[Items from a data source]
□ □ □ □ □

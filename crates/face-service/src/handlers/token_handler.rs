//! Credential token introspection for internal callers.
//!
//! Lets a trusted service check a credential token without fetching the
//! JWKS itself. Rejections are indistinguishable from one another.

use crate::errors::FaceError;
use crate::models::IntrospectRequest;
use crate::observability::metrics::record_error;
use crate::observability::ErrorCategory;
use crate::routes::AppState;
use axum::{extract::State, Json};
use serde_json::{json, Value};
use std::sync::Arc;
use tracing::instrument;

/// POST /internal/tokens/verify
///
/// Returns `{"active": true, "claims": {...}}` for a valid token and 401
/// with the generic invalid-token message otherwise.
#[instrument(name = "face.token.introspect", skip_all, fields(status))]
pub async fn handle_introspect(
    State(state): State<Arc<AppState>>,
    Json(request): Json<IntrospectRequest>,
) -> Result<Json<Value>, FaceError> {
    match state.verifier.verify(&request.token) {
        Ok(claims) => {
            tracing::Span::current().record("status", "active");
            Ok(Json(json!({ "active": true, "claims": claims })))
        }
        Err(e) => {
            tracing::Span::current().record("status", "rejected");
            record_error(
                "introspect_token",
                ErrorCategory::from(&e).as_str(),
                e.status_code().as_u16(),
            );
            Err(e)
        }
    }
}
use face_service::config::Config;
use face_service::keys::{key_source_for, KeyStore};
use face_service::observability::metrics::init_metrics_recorder;
use face_service::routes::{self, AppState};
use face_service::services::{EmbeddingClient, IdentityClient, QdrantFaceIndex};
use face_service::tasks::KeyRotator;
use std::net::SocketAddr;
use std::sync::Arc;
use std::time::Duration;
use tokio::signal;
use tracing::{error, info, warn};
use tracing_subscriber::{layer::SubscriberExt, util::SubscriberInitExt};

#[tokio::main]
async fn main() -> Result<(), Box<dyn std::error::Error>> {
    // Initialize tracing
    tracing_subscriber::registry()
        .with(
            tracing_subscriber::EnvFilter::try_from_default_env()
                .unwrap_or_else(|_| "face_service=debug,tower_http=debug".into()),
        )
        .with(tracing_subscriber::fmt::layer())
        .init();

    info!("Starting Face Service");

    let config = Config::from_env().map_err(|e| {
        error!("Failed to load configuration: {}", e);
        e
    })?;

    info!(
        environment = ?config.environment,
        rotation_interval_secs = config.key_rotation_interval.as_secs(),
        token_ttl_secs = config.token_ttl.as_secs(),
        rate_limit_per_minute = config.rate_limit_per_minute,
        "Configuration loaded successfully"
    );

    // Signing keys are generated in memory; without a first key there is
    // nothing to sign with, so startup stops here.
    let key_source = key_source_for(config.environment);
    let key_store = Arc::new(
        KeyStore::new(key_source, config.key_rotation_interval).map_err(|e| {
            error!("Failed to initialize signing keys: {}", e);
            e
        })?,
    );

    info!(kid = %key_store.current_kid(), "Signing keys initialized");

    let embedder = Arc::new(EmbeddingClient::new(config.embedding_service_url.clone())?);
    let face_index = Arc::new(QdrantFaceIndex::new(
        config.qdrant_endpoint.clone(),
        config.qdrant_collection.clone(),
        config.qdrant_api_key.clone(),
    )?);
    let identity = Arc::new(IdentityClient::new(
        config.api_url.clone(),
        config.internal_service_key.clone(),
    )?);

    let metrics_handle = init_metrics_recorder().map_err(|e| {
        error!("Failed to install metrics recorder: {}", e);
        e
    })?;

    let addr: SocketAddr = config.bind_address.parse().map_err(|e| {
        error!("Invalid bind address: {}", e);
        e
    })?;
    let drain_period = config.drain_period;

    let state = Arc::new(AppState::new(
        config,
        Arc::clone(&key_store),
        embedder,
        face_index,
        identity,
    )?);

    let app = routes::build_routes(state, metrics_handle);

    let rotator = KeyRotator::new(Arc::clone(&key_store)).start();

    info!("Face Service listening on {}", addr);

    let listener = tokio::net::TcpListener::bind(addr).await?;
    axum::serve(
        listener,
        app.into_make_service_with_connect_info::<SocketAddr>(),
    )
    .with_graceful_shutdown(shutdown_signal(drain_period))
    .await?;

    rotator.stop().await;

    info!("Face Service shutdown complete");

    Ok(())
}

/// Listens for shutdown signals (SIGTERM, SIGINT).
/// Returns when a shutdown signal is received and the drain period is over.
async fn shutdown_signal(drain_period: Duration) {
    let ctrl_c = async {
        match signal::ctrl_c().await {
            Ok(()) => info!("Received SIGINT, starting graceful shutdown..."),
            Err(e) => error!("Failed to listen for SIGINT: {}", e),
        }
    };

    #[cfg(unix)]
    let terminate = async {
        match signal::unix::signal(signal::unix::SignalKind::terminate()) {
            Ok(mut stream) => {
                stream.recv().await;
                info!("Received SIGTERM, starting graceful shutdown...");
            }
            Err(e) => {
                error!("Failed to listen for SIGTERM: {}", e);
                std::future::pending::<()>().await;
            }
        }
    };

    #[cfg(not(unix))]
    let terminate = std::future::pending::<()>();

    tokio::select! {
        _ = ctrl_c => {}
        _ = terminate => {}
    }

    if drain_period.is_zero() {
        info!("Skipping drain period (DRAIN_SECONDS=0)");
    } else {
        warn!("Draining connections for {} seconds...", drain_period.as_secs());
        tokio::time::sleep(drain_period).await;
        info!("Drain period complete");
    }
}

□ □ □ □ □

**DIRECTIONS:**
Output the data in full, exactly as it stands.

**WRITTEN ANSWER:**
filename crates/face-service/src/handlers/token_handler.rs
//! Credential token introspection for internal callers.
//!
//! Lets a trusted service check a credential token without fetching the
//! JWKS itself. Rejections are indistinguishable from one another.

use crate::errors::FaceError;
use crate::models::IntrospectRequest;
use crate::observability::metrics::record_error;
use crate::observability::ErrorCategory;
use crate::routes::AppState;
use axum::{extract::State, Json};
use serde_json::{json, Value};
use std::sync::Arc;
use tracing::instrument;

/// POST /internal/tokens/verify
///
/// Returns `{"active": true, "claims": {...}}` for a valid token and 401
/// with the generic invalid-token message otherwise.
#[instrument(name = "face.token.introspect", skip_all, fields(status))]
pub async fn handle_introspect(
    State(state): State<Arc<AppState>>,
    Json(request): Json<IntrospectRequest>,
) -> Result<Json<Value>, FaceError> {
    match state.verifier.verify(&request.token) {
        Ok(claims) => {
            tracing::Span::current().record("status", "active");
            Ok(Json(json!({ "active": true, "claims": claims })))
        }
        Err(e) => {
            tracing::Span::current().record("status", "rejected");
            record_error(
                "introspect_token",
                ErrorCategory::from(&e).as_str(),
                e.status_code().as_u16(),
            );
            Err(e)
        }
    }
}
use face_service::config::Config;
use face_service::keys::{key_source_for, KeyStore};
use face_service::observability::metrics::init_metrics_recorder;
use face_service::routes::{self, AppState};
use face_service::services::{EmbeddingClient, IdentityClient, QdrantFaceIndex};
use face_service::tasks::KeyRotator;
use std::net::SocketAddr;
use std::sync::Arc;
use std::time::Duration;
use tokio::signal;
use tracing::{error, info, warn};
use tracing_subscriber::{layer::SubscriberExt, util::SubscriberInitExt};

#[tokio::main]
async fn main() -> Result<(), Box<dyn std::error::Error>> {
    // Initialize tracing
    tracing_subscriber::registry()
        .with(
            tracing_subscriber::EnvFilter::try_from_default_env()
                .unwrap_or_else(|_| "face_service=debug,tower_http=debug".into()),
        )
        .with(tracing_subscriber::fmt::layer())
        .init();

    info!("Starting Face Service");

    let config = Config::from_env().map_err(|e| {
        error!("Failed to load configuration: {}", e);
        e
    })?;

    info!(
        environment = ?config.environment,
        rotation_interval_secs = config.key_rotation_interval.as_secs(),
        token_ttl_secs = config.token_ttl.as_secs(),
        rate_limit_per_minute = config.rate_limit_per_minute,
        "Configuration loaded successfully"
    );

    // Signing keys are generated in memory; without a first key there is
    // nothing to sign with, so startup stops here.
    let key_source = key_source_for(config.environment);
    let key_store = Arc::new(
        KeyStore::new(key_source, config.key_rotation_interval).map_err(|e| {
            error!("Failed to initialize signing keys: {}", e);
            e
        })?,
    );

    info!(kid = %key_store.current_kid(), "Signing keys initialized");

    let embedder = Arc::new(EmbeddingClient::new(config.embedding_service_url.clone())?);
    let face_index = Arc::new(QdrantFaceIndex::new(
        config.qdrant_endpoint.clone(),
        config.qdrant_collection.clone(),
        config.qdrant_api_key.clone(),
    )?);
    let identity = Arc::new(IdentityClient::new(
        config.api_url.clone(),
        config.internal_service_key.clone(),
    )?);

    let metrics_handle = init_metrics_recorder().map_err(|e| {
        error!("Failed to install metrics recorder: {}", e);
        e
    })?;

    let addr: SocketAddr = config.bind_address.parse().map_err(|e| {
        error!("Invalid bind address: {}", e);
        e
    })?;
    let drain_period = config.drain_period;

    let state = Arc::new(AppState::new(
        config,
        Arc::clone(&key_store),
        embedder,
        face_index,
        identity,
    )?);

    let app = routes::build_routes(state, metrics_handle);

    let rotator = KeyRotator::new(Arc::clone(&key_store)).start();

    info!("Face Service listening on {}", addr);

    let listener = tokio::net::TcpListener::bind(addr).await?;
    axum::serve(
        listener,
        app.into_make_service_with_connect_info::<SocketAddr>(),
    )
    .with_graceful_shutdown(shutdown_signal(drain_period))
    .await?;

    rotator.stop().await;

    info!("Face Service shutdown complete");

    Ok(())
}

/// Listens for shutdown signals (SIGTERM, SIGINT).
/// Returns when a shutdown signal is received and the drain period is over.
async fn shutdown_signal(drain_period: Duration) {
    let ctrl_c = async {
        match signal::ctrl_c().await {
            Ok(()) => info!("Received SIGINT, starting graceful shutdown..."),
            Err(e) => error!("Failed to listen for SIGINT: {}", e),
        }
    };

    #[cfg(unix)]
    let terminate = async {
        match signal::unix::signal(signal::unix::SignalKind::terminate()) {
            Ok(mut stream) => {
                stream.recv().await;
                info!("Received SIGTERM, starting graceful shutdown...");
            }
            Err(e) => {
                error!("Failed to listen for SIGTERM: {}", e);
                std::future::pending::<()>().await;
            }
        }
    };

    #[cfg(not(unix))]
    let terminate = std::future::pending::<()>();

    tokio::select! {
        _ = ctrl_c => {}
        _ = terminate => {}
    }

    if drain_period.is_zero() {
        info!("Skipping drain period (DRAIN_SECONDS=0)");
    } else {
        warn!("Draining connections for {} seconds...", drain_period.as_secs());
        tokio::time::sleep(drain_period).await;
        info!("Drain period complete");
    }
}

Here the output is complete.